Shutter Island is a little late for me, Memento, Requiem for
a Dream, Mulholland Drive, Inception and a handful other movies whose names I
don’t remember have already taken the viewers down the path of alternate realities
played out inside character’s heads. If you are the analyzing type, this is one
movie whose real meaning you can dissect to death after multiple viewings.
Dennis Lehane is one of my favorite writers of casual
fiction. I loved his Mystic River and remember eagerly waiting for the film version
when I heard Clint Eastwood was directing it. I have not read this work of his –
Shutter Island but if Mystic River (the book) is anything to go by Shutter
Island the movie has been glammed up a bit into a Hollywood script under Martin
Scorcese. Of course when a movie is set in or before 1950s, the leading man can
be no one else but Leanardo Di Caprio, the real Benjamin Button of Hollywood
who is perpetually stuck in a screen time somewhere between the Great
Depression(‘30s) and the Great Prosperity(‘50s)

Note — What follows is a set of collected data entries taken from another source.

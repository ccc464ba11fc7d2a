//! GraphSON decoding.
//!
//! Gremlin servers answer with typed JSON: every non-trivial value is an
//! object `{"@type": "g:...", "@value": ...}`. Maps are flattened into
//! alternating key/value arrays because their keys may themselves be typed
//! (`g:T` tokens for `id` and `label`).

use cypherql_common::utils::error::{ParseError, ParseKind, Result};
use serde_json::{Map, Value};

/// A decoded GraphSON value with type tags resolved.
#[derive(Debug, Clone, PartialEq)]
pub enum GraphsonValue {
    /// A plain JSON scalar (typed numbers, dates and ids are unwrapped).
    Scalar(Value),
    /// A `g:T` or `g:Direction` enum token such as `id` or `label`.
    Token(String),
    /// `g:List`, `g:Set` or an untagged array.
    List(Vec<GraphsonValue>),
    /// `g:Map`, `g:Vertex`, `g:Edge` or an untagged object, as ordered pairs.
    Map(Vec<(GraphsonValue, GraphsonValue)>),
}

impl GraphsonValue {
    /// Returns the value as a map key, if it can serve as one.
    pub fn as_key(&self) -> Option<String> {
        match self {
            Self::Token(t) => Some(t.clone()),
            Self::Scalar(Value::String(s)) => Some(s.clone()),
            Self::Scalar(Value::Number(n)) => Some(n.to_string()),
            Self::Scalar(Value::Bool(b)) => Some(b.to_string()),
            _ => None,
        }
    }

    /// Converts to untyped JSON. Map keys that are not scalars are rendered
    /// as their JSON text.
    pub fn to_json(&self) -> Value {
        match self {
            Self::Scalar(v) => v.clone(),
            Self::Token(t) => Value::String(t.clone()),
            Self::List(items) => Value::Array(items.iter().map(Self::to_json).collect()),
            Self::Map(pairs) => {
                let mut map = Map::new();
                for (k, v) in pairs {
                    let key = k.as_key().unwrap_or_else(|| k.to_json().to_string());
                    map.insert(key, v.to_json());
                }
                Value::Object(map)
            }
        }
    }
}

/// Decodes GraphSON (v2/v3) typed JSON.
///
/// # Errors
///
/// Returns a [`ParseError`] if a tagged value has the wrong payload shape,
/// such as a `g:Map` with an odd number of entries.
pub fn decode(value: &Value) -> Result<GraphsonValue> {
    match value {
        Value::Array(items) => Ok(GraphsonValue::List(
            items.iter().map(decode).collect::<Result<_>>()?,
        )),
        Value::Object(obj) => match (obj.get("@type").and_then(Value::as_str), obj.get("@value")) {
            (Some(tag), Some(payload)) => decode_typed(tag, payload),
            _ => {
                let pairs = obj
                    .iter()
                    .map(|(k, v)| Ok((GraphsonValue::Scalar(Value::String(k.clone())), decode(v)?)))
                    .collect::<Result<_>>()?;
                Ok(GraphsonValue::Map(pairs))
            }
        },
        scalar => Ok(GraphsonValue::Scalar(scalar.clone())),
    }
}

fn decode_typed(tag: &str, payload: &Value) -> Result<GraphsonValue> {
    match tag {
        "g:List" | "g:Set" => match payload {
            Value::Array(items) => Ok(GraphsonValue::List(
                items.iter().map(decode).collect::<Result<_>>()?,
            )),
            _ => Err(malformed(tag, "expected an array")),
        },
        "g:Map" => {
            let Value::Array(items) = payload else {
                return Err(malformed(tag, "expected an array"));
            };
            if items.len() % 2 != 0 {
                return Err(malformed(tag, "odd number of key/value entries"));
            }
            let pairs = items
                .chunks(2)
                .map(|kv| Ok((decode(&kv[0])?, decode(&kv[1])?)))
                .collect::<Result<_>>()?;
            Ok(GraphsonValue::Map(pairs))
        }
        "g:T" | "g:Direction" => match payload {
            Value::String(s) => Ok(GraphsonValue::Token(s.clone())),
            _ => Err(malformed(tag, "expected a string")),
        },
        "g:Vertex" | "g:Edge" => decode_element(tag, payload),
        "g:VertexProperty" | "g:Property" => payload
            .get("value")
            .map_or_else(|| Err(malformed(tag, "missing value")), decode),
        // Typed scalars: g:Int32, g:Int64, g:Double, g:Float, g:Date, g:UUID, ...
        _ => decode(payload),
    }
}

fn decode_element(tag: &str, payload: &Value) -> Result<GraphsonValue> {
    let Value::Object(obj) = payload else {
        return Err(malformed(tag, "expected an object"));
    };

    let mut pairs = Vec::new();
    if let Some(id) = obj.get("id") {
        pairs.push((GraphsonValue::Token("id".to_string()), decode(id)?));
    }
    if let Some(label) = obj.get("label") {
        pairs.push((GraphsonValue::Token("label".to_string()), decode(label)?));
    }
    if let Some(Value::Object(props)) = obj.get("properties") {
        for (key, value) in props {
            let decoded = match decode(value)? {
                // Vertex properties are multi-valued; a single value is unwrapped
                GraphsonValue::List(mut values) if values.len() == 1 => values.remove(0),
                other => other,
            };
            pairs.push((GraphsonValue::Scalar(Value::String(key.clone())), decoded));
        }
    }
    Ok(GraphsonValue::Map(pairs))
}

fn malformed(tag: &str, message: &str) -> cypherql_common::Error {
    ParseError::new(ParseKind::Response, format!("{tag}: {message}")).into()
}
//! `$placeholder` substitution in query text.

/// Replaces each `$name` in `text` for which `lookup` yields a value.
///
/// A placeholder extends over every identifier character after the `$`, so
/// `$name` never matches inside `$nameSuffix`. Substitution is textual and
/// also applies inside string literals, which lets a fragment write
/// `'$name'` to quote a raw value.
pub fn substitute_placeholders(text: &str, lookup: impl Fn(&str) -> Option<String>) -> String {
    let mut out = String::with_capacity(text.len());
    let mut rest = text;

    while let Some(at) = rest.find('$') {
        out.push_str(&rest[..at]);
        let after = &rest[at + 1..];
        let len = after
            .char_indices()
            .find(|(_, c)| !(c.is_alphanumeric() || *c == '_'))
            .map_or(after.len(), |(i, _)| i);
        let name = &after[..len];

        match (!name.is_empty()).then(|| lookup(name)).flatten() {
            Some(value) => out.push_str(&value),
            None => {
                out.push('$');
                out.push_str(name);
            }
        }
        rest = &after[len..];
    }
    out.push_str(rest);
    out
}

#[cfg(test)]
mod tests {
    use super::*;

    fn lookup(name: &str) -> Option<String> {
        match name {
            "name" => Some("Ada".to_string()),
            "nameSuffix" => Some("Lovelace".to_string()),
            _ => None,
        }
    }

    #[test]
    fn test_substitute_whole_names_only() {
        assert_eq!(
            substitute_placeholders("MATCH (n {first: '$name', last: '$nameSuffix'})", lookup),
            "MATCH (n {first: 'Ada', last: 'Lovelace'})"
        );
    }

    #[test]
    fn test_unknown_placeholders_are_kept() {
        assert_eq!(
            substitute_placeholders("WHERE n.x = $other AND $ < 1", lookup),
            "WHERE n.x = $other AND $ < 1"
        );
    }
}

This time he is stuck for real in an island penitentiary/mental asylum called Shutter Island as US Marshal Teddy Daniels
investigating a mysterious disappearance of a female inmate. That is just the
start. Things get murkier and stormier as the film progresses. But somehow from
the very beginning I had the feeling that Mark Ruffalo was acting. Another reason to doubt the story was, did Scorsese have the guts to cast Ben Kingsley, the man who played Gandhi, in a
negative role?
All that said, Shutter Island has an interesting story, the director has delivered it as a tight almost waterproof package, although the movie's predominant element is water. There are metaphors, allegories and symbols placed through out the movie left for audience's interpretation including the famous last line that Di Caprio's character utters at the end of the movie, throwing a monkey wrench into the already confused machinery of audience's mind.